- _What this task involves_
Will you return, word for word, only the lines from the top of the data below down to and including the one with "pull-parser event loop"?

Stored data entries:
◆ ◆ ◆ ◆ ◆

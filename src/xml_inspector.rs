//! Parses a raw NFe/CTe/event XML blob into typed metadata (C2).
//!
//! A non-validating, read-only scan over the document using `quick-xml`'s
//! pull-parser event loop (the idiom the pack's XML-consuming crates use,
//! e.g. `FishySoftware-semantic-explorer`, `clockworklabs-SpacetimeDB`).
//! `kind` is derived from the root element's local name; field extraction
//! is then dispatched per kind following spec §4.2.

use crate::domain::{Direction, DocType};
use crate::errors::InspectError;
use quick_xml::events::Event;
use quick_xml::Reader;
use std::collections::HashMap;

#[derive(Debug, Clone, Copy, PartialEq, Eq)]
pub enum Kind {
    NFe,
    CTe,
    EventNFe,
    EventCTe,
    Unknown,
}

#[derive(Debug, Clone)]
pub struct Inspection {
    pub kind: Kind,
    pub key: String,
    pub referenced_key: Option<String>,
    pub event_type: Option<String>,
    pub emission_ts: String,
    pub year_month: String,
    pub direction: Option<Direction>,
}

impl Inspection {
    pub fn doc_type(&self) -> Option<DocType> {
        match self.kind {
            Kind::NFe | Kind::EventNFe => Some(DocType::NFe),
            Kind::CTe | Kind::EventCTe => Some(DocType::CTe),
            Kind::Unknown => None,
        }
    }
}

/// Text and attribute scan: text content keyed by `(parent_tag, tag)`, and
/// the `id`/`Id` attribute keyed by tag. Good enough for flat-ish fiscal
/// XML where the same leaf tag (e.g. `CNPJ`) appears under distinct
/// well-known parents (`emit`, `dest`, `toma4`, ...).
struct Scan {
    root_name: String,
    text_by_path: HashMap<(String, String), String>,
    id_attr_by_tag: HashMap<String, String>,
    toma3_code: Option<String>,
}

fn local_name(qname: &[u8]) -> String {
    let s = String::from_utf8_lossy(qname);
    match s.rfind(':') {
        Some(idx) => s[idx + 1..].to_string(),
        None => s.to_string(),
    }
}

fn scan(bytes: &[u8]) -> Result<Scan, InspectError> {
    let mut reader = Reader::from_reader(bytes);
    reader.trim_text(true);

    let mut buf = Vec::new();
    let mut stack: Vec<String> = Vec::new();
    let mut root_name = String::new();
    let mut text_by_path = HashMap::new();
    let mut id_attr_by_tag = HashMap::new();
    let mut toma3_code: Option<String> = None;

    loop {
        match reader.read_event_into(&mut buf) {
            Ok(Event::Eof) => break,
            Ok(Event::Start(e)) => {
                let name = local_name(e.name().as_ref());
                if root_name.is_empty() {
                    root_name = name.clone();
                }
                for attr in e.attributes().flatten() {
                    let attr_name = local_name(attr.key.as_ref());
                    if attr_name.eq_ignore_ascii_case("id") {
                        if let Ok(val) = attr.decode_and_unescape_value(&reader) {
                            id_attr_by_tag.insert(name.clone(), val.to_string());
                        }
                    }
                }
                stack.push(name);
            }
            Ok(Event::Empty(e)) => {
                // Self-closing element: may carry the toma3/toma selector value directly
                // as text is absent; nothing to record beyond attributes (rare in practice).
                let name = local_name(e.name().as_ref());
                for attr in e.attributes().flatten() {
                    let attr_name = local_name(attr.key.as_ref());
                    if attr_name.eq_ignore_ascii_case("id") {
                        if let Ok(val) = attr.decode_and_unescape_value(&reader) {
                            id_attr_by_tag.insert(name.clone(), val.to_string());
                        }
                    }
                }
            }
            Ok(Event::Text(t)) => {
                if let (Some(tag), parent) = (
                    stack.last().cloned(),
                    stack.len().checked_sub(2).and_then(|i| stack.get(i)).cloned(),
                ) {
                    if let Ok(text) = t.unescape() {
                        let text = text.trim().to_string();
                        if !text.is_empty() {
                            let parent_key = parent.unwrap_or_default();
                            if tag == "toma3" || tag == "toma" {
                                toma3_code = Some(text.clone());
                            }
                            text_by_path.insert((parent_key, tag), text);
                        }
                    }
                }
            }
            Ok(Event::End(_)) => {
                stack.pop();
            }
            Err(e) => return Err(InspectError::UnreadableXml(e.to_string())),
            _ => {}
        }
        buf.clear();
    }

    if root_name.is_empty() {
        return Err(InspectError::UnreadableXml("no root element".to_string()));
    }

    Ok(Scan {
        root_name,
        text_by_path,
        id_attr_by_tag,
        toma3_code,
    })
}

fn strip_prefix(raw: &str, n: usize) -> String {
    raw.chars().skip(n).collect()
}

fn year_month_from_ts(ts: &str) -> Result<String, InspectError> {
    // Accept `YYYY-MM-DDTHH:MM:SS[+-HH:MM|Z]`.
    if ts.len() < 7 || ts.as_bytes()[4] != b'-' {
        return Err(InspectError::MissingFields {
            field: "emission timestamp",
        });
    }
    Ok(format!("{}/{}", &ts[0..4], &ts[5..7]))
}

/// Extracts typed metadata. `company_id` is the canonical (already
/// normalized) id of the company this XML was downloaded on behalf of, used
/// to determine `direction`.
pub fn inspect(bytes: &[u8], company_id: &str) -> Result<Inspection, InspectError> {
    let scan = scan(bytes)?;

    let kind = classify(&scan.root_name);

    match kind {
        Kind::NFe => inspect_nfe(&scan, company_id),
        Kind::CTe => inspect_cte(&scan, company_id),
        Kind::EventNFe => inspect_event(&scan, Kind::EventNFe),
        Kind::EventCTe => inspect_event(&scan, Kind::EventCTe),
        Kind::Unknown => Ok(Inspection {
            kind: Kind::Unknown,
            key: String::new(),
            referenced_key: None,
            event_type: None,
            emission_ts: String::new(),
            year_month: String::new(),
            direction: None,
        }),
    }
}

fn classify(root: &str) -> Kind {
    match root {
        "nfeProc" | "NFe" => Kind::NFe,
        "cteProc" | "CTe" => Kind::CTe,
        "procEventoNFe" | "eventoNFe" => Kind::EventNFe,
        "procEventoCTe" | "eventoCTe" => Kind::EventCTe,
        _ => Kind::Unknown,
    }
}

fn inspect_nfe(scan: &Scan, company_id: &str) -> Result<Inspection, InspectError> {
    let id_raw = scan
        .id_attr_by_tag
        .get("infNFe")
        .ok_or(InspectError::MissingFields { field: "infNFe id" })?;
    let key = strip_prefix(id_raw, 3);

    let dh_emi = scan
        .text_by_path
        .get(&("ide".to_string(), "dhEmi".to_string()))
        .cloned()
        .ok_or(InspectError::MissingFields { field: "dhEmi" })?;
    let year_month = year_month_from_ts(&dh_emi)?;

    let dest_cnpj = scan
        .text_by_path
        .get(&("dest".to_string(), "CNPJ".to_string()))
        .or_else(|| scan.text_by_path.get(&("dest".to_string(), "CPF".to_string())));
    let emit_cnpj = scan
        .text_by_path
        .get(&("emit".to_string(), "CNPJ".to_string()))
        .or_else(|| scan.text_by_path.get(&("emit".to_string(), "CPF".to_string())));

    let direction = if dest_cnpj.map(|s| s.as_str()) == Some(company_id) {
        Some(Direction::Entrada)
    } else if emit_cnpj.map(|s| s.as_str()) == Some(company_id) {
        Some(Direction::Saida)
    } else {
        None
    };

    Ok(Inspection {
        kind: Kind::NFe,
        key,
        referenced_key: None,
        event_type: None,
        emission_ts: dh_emi,
        year_month,
        direction,
    })
}

fn inspect_cte(scan: &Scan, company_id: &str) -> Result<Inspection, InspectError> {
    let id_raw = scan
        .id_attr_by_tag
        .get("infCte")
        .ok_or(InspectError::MissingFields { field: "infCte id" })?;
    let key = strip_prefix(id_raw, 3);

    let dh_emi = scan
        .text_by_path
        .get(&("ide".to_string(), "dhEmi".to_string()))
        .cloned()
        .ok_or(InspectError::MissingFields { field: "dhEmi" })?;
    let year_month = year_month_from_ts(&dh_emi)?;

    let get = |parent: &str, tag: &str| -> Option<&String> {
        scan.text_by_path.get(&(parent.to_string(), tag.to_string()))
    };

    // Priority: Tomador -> Emitente -> Destinatario -> Remetente/Expedidor -> Recebedor.
    let toma4 = get("toma4", "CNPJ").or_else(|| get("toma4", "CPF"));
    let tomador_is_company = if let Some(id) = toma4 {
        id.as_str() == company_id
    } else if let Some(code) = &scan.toma3_code {
        let mapped_parent = match code.as_str() {
            "0" => "rem",
            "1" => "exped",
            "2" => "receb",
            "3" => "dest",
            _ => "",
        };
        if mapped_parent.is_empty() {
            false
        } else {
            get(mapped_parent, "CNPJ")
                .or_else(|| get(mapped_parent, "CPF"))
                .map(|id| id.as_str() == company_id)
                .unwrap_or(false)
        }
    } else {
        false
    };

    let direction = if tomador_is_company {
        Some(Direction::Entrada)
    } else if get("emit", "CNPJ").or_else(|| get("emit", "CPF")).map(|s| s.as_str())
        == Some(company_id)
    {
        Some(Direction::Saida)
    } else if get("dest", "CNPJ").or_else(|| get("dest", "CPF")).map(|s| s.as_str())
        == Some(company_id)
    {
        Some(Direction::Entrada)
    } else if get("rem", "CNPJ").or_else(|| get("rem", "CPF")).map(|s| s.as_str())
        == Some(company_id)
        || get("exped", "CNPJ").or_else(|| get("exped", "CPF")).map(|s| s.as_str())
            == Some(company_id)
    {
        Some(Direction::Saida)
    } else if get("receb", "CNPJ").or_else(|| get("receb", "CPF")).map(|s| s.as_str())
        == Some(company_id)
    {
        Some(Direction::Entrada)
    } else {
        None
    };

    Ok(Inspection {
        kind: Kind::CTe,
        key,
        referenced_key: None,
        event_type: None,
        emission_ts: dh_emi,
        year_month,
        direction,
    })
}

fn inspect_event(scan: &Scan, kind: Kind) -> Result<Inspection, InspectError> {
    let id_raw = scan
        .id_attr_by_tag
        .get("infEvento")
        .ok_or(InspectError::MissingFields {
            field: "infEvento id",
        })?;
    let key = strip_prefix(id_raw, 2);

    let referenced_key = scan
        .text_by_path
        .get(&("infEvento".to_string(), "chNFe".to_string()))
        .or_else(|| scan.text_by_path.get(&("infEvento".to_string(), "chCTe".to_string())))
        .cloned()
        .ok_or(InspectError::MissingFields {
            field: "chNFe/chCTe",
        })?;

    let event_type = scan
        .text_by_path
        .get(&("infEvento".to_string(), "tpEvento".to_string()))
        .cloned()
        .ok_or(InspectError::MissingFields { field: "tpEvento" })?;

    let dh_evento = scan
        .text_by_path
        .get(&("infEvento".to_string(), "dhEvento".to_string()))
        .cloned()
        .ok_or(InspectError::MissingFields { field: "dhEvento" })?;
    let year_month = year_month_from_ts(&dh_evento)?;

    let direction = if matches!(kind, Kind::EventNFe) && referenced_key.len() >= 22 {
        match &referenced_key[20..22] {
            "55" => Some(Direction::Saida),
            "65" => Some(Direction::Entrada),
            _ => None,
        }
    } else {
        None
    };

    Ok(Inspection {
        kind,
        key,
        referenced_key: Some(referenced_key),
        event_type: Some(event_type),
        emission_ts: dh_evento,
        year_month,
        direction,
    })
}

#[cfg(test)]
mod tests {
    use super::*;

    const NFE_SAIDA: &str = r#"<?xml version="1.0"?>
<nfeProc>
  <NFe>
    <infNFe Id="NFe35240112345678000195550010000000011234567890">
      <ide><dhEmi>2024-04-10T10:00:00-03:00</dhEmi></ide>
      <emit><CNPJ>12345678000195</CNPJ></emit>
      <dest><CNPJ>98765432000100</CNPJ></dest>
    </infNFe>
  </NFe>
</nfeProc>"#;

    #[test]
    fn inspects_nfe_emitente_as_saida() {
        let r = inspect(NFE_SAIDA.as_bytes(), "12345678000195").unwrap();
        assert_eq!(r.kind, Kind::NFe);
        assert_eq!(r.key, "35240112345678000195550010000000011234567890");
        assert_eq!(r.year_month, "2024/04");
        assert_eq!(r.direction, Some(Direction::Saida));
    }

    #[test]
    fn inspects_nfe_destinatario_as_entrada() {
        let r = inspect(NFE_SAIDA.as_bytes(), "98765432000100").unwrap();
        assert_eq!(r.direction, Some(Direction::Entrada));
    }

    const EVENTO_CANC: &str = r#"<?xml version="1.0"?>
<procEventoNFe>
  <evento>
    <infEvento Id="ID110111352401123456780001955500100000000112345678901">
      <chNFe>35240112345678000195550010000000011234567890</chNFe>
      <tpEvento>110111</tpEvento>
      <dhEvento>2024-04-11T09:00:00-03:00</dhEvento>
    </infEvento>
  </evento>
</procEventoNFe>"#;

    #[test]
    fn inspects_cancel_event() {
        let r = inspect(EVENTO_CANC.as_bytes(), "12345678000195").unwrap();
        assert_eq!(r.kind, Kind::EventNFe);
        assert_eq!(
            r.referenced_key.as_deref(),
            Some("35240112345678000195550010000000011234567890")
        );
        assert_eq!(r.event_type.as_deref(), Some("110111"));
        assert_eq!(r.direction, Some(Direction::Saida));
    }

    #[test]
    fn unreadable_garbage_errors() {
        assert!(inspect(b"not xml at all", "x").is_err());
    }
}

◆ ◆ ◆ ◆ ◆

- _Worked solution_
filename src/xml_inspector.rs
//! Parses a raw NFe/CTe/event XML blob into typed metadata (C2).
//!
//! A non-validating, read-only scan over the document using `quick-xml`'s
//! pull-parser event loop (the idiom the pack's XML-consuming crates use,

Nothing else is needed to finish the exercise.